Your task is to show every line in the listing below that includes "collect".

SOURCE MATERIAL -
============================================================

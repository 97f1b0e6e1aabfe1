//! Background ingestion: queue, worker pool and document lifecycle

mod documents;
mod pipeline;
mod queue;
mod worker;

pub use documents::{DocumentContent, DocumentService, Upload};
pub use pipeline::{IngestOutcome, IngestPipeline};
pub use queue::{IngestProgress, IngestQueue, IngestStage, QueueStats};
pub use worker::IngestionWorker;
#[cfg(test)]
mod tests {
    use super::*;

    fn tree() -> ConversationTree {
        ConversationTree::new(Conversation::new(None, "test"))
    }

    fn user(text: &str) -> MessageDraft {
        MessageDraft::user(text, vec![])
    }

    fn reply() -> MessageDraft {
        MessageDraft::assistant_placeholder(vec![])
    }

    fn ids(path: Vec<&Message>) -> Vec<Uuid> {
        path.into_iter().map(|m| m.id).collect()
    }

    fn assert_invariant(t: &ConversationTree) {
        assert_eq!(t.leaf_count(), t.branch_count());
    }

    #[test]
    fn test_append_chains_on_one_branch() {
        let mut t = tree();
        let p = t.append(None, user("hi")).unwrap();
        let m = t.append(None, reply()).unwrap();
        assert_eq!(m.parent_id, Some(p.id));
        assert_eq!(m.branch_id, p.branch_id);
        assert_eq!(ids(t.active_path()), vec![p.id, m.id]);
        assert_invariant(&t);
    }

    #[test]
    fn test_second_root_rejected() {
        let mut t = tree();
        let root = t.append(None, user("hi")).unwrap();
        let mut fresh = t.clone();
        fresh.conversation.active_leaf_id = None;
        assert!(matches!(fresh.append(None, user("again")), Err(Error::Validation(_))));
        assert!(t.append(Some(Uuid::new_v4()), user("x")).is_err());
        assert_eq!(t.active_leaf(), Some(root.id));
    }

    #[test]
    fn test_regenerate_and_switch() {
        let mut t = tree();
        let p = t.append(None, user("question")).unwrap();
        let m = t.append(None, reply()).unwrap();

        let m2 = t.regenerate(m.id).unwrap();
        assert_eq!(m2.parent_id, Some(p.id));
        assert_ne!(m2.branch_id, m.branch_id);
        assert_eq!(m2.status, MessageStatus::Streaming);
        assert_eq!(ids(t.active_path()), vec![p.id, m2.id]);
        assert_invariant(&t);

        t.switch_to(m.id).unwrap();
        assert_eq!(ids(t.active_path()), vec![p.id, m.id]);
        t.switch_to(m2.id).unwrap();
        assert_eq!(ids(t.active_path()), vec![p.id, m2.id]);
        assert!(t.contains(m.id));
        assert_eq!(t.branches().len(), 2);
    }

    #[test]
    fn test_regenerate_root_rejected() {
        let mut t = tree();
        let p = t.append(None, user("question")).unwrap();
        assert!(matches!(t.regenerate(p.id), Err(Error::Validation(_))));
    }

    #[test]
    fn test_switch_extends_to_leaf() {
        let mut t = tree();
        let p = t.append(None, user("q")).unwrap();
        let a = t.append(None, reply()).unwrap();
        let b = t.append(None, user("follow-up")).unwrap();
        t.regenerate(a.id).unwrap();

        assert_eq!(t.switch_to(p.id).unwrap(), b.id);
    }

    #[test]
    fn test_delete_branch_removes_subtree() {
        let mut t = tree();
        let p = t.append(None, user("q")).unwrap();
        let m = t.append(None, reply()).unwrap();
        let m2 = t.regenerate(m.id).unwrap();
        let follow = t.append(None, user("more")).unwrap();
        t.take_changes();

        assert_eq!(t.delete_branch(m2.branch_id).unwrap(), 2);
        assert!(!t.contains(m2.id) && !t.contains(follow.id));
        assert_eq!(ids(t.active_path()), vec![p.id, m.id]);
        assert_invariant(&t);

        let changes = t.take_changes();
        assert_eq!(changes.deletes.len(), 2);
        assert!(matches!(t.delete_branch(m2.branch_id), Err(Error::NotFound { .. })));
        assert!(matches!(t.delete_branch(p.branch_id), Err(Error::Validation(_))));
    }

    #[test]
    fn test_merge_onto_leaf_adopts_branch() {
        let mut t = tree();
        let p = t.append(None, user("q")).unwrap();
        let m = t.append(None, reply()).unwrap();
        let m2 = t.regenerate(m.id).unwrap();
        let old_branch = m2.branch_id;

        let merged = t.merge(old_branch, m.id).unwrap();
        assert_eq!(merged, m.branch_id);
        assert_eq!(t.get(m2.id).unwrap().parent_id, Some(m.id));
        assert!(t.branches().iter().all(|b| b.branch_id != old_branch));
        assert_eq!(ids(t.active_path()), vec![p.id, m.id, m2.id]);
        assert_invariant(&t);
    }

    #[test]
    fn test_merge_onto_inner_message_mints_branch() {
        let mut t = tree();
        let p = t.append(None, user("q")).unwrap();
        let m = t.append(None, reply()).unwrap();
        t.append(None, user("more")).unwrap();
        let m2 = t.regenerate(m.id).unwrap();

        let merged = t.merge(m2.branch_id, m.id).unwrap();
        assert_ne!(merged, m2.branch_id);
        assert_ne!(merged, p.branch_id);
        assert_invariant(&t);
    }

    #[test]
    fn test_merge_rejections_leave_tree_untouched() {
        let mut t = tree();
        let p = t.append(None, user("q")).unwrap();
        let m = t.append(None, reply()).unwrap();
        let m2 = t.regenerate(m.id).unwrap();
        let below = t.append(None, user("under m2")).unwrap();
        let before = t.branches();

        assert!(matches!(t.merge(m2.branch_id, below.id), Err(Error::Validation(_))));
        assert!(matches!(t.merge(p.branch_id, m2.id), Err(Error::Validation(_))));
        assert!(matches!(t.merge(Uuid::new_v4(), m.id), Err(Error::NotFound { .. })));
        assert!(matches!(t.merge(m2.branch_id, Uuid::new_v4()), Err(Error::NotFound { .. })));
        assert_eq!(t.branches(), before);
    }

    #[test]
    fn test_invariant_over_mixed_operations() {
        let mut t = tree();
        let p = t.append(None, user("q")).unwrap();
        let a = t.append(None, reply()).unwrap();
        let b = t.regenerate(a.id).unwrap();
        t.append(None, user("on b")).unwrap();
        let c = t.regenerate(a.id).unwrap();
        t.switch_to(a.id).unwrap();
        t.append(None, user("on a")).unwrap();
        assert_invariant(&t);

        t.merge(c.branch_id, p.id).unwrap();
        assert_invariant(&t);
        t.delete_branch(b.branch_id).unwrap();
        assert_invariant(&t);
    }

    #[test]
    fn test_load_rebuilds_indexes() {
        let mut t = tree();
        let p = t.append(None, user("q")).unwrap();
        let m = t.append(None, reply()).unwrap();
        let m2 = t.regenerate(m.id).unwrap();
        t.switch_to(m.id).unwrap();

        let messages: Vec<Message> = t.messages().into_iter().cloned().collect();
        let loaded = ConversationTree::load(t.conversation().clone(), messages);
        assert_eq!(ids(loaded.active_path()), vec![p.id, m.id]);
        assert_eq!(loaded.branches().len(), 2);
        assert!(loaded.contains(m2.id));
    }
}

============================================================

TASK SOLUTION -
        path.into_iter().map(|m| m.id).collect()
        let messages: Vec<Message> = t.messages().into_iter().cloned().collect();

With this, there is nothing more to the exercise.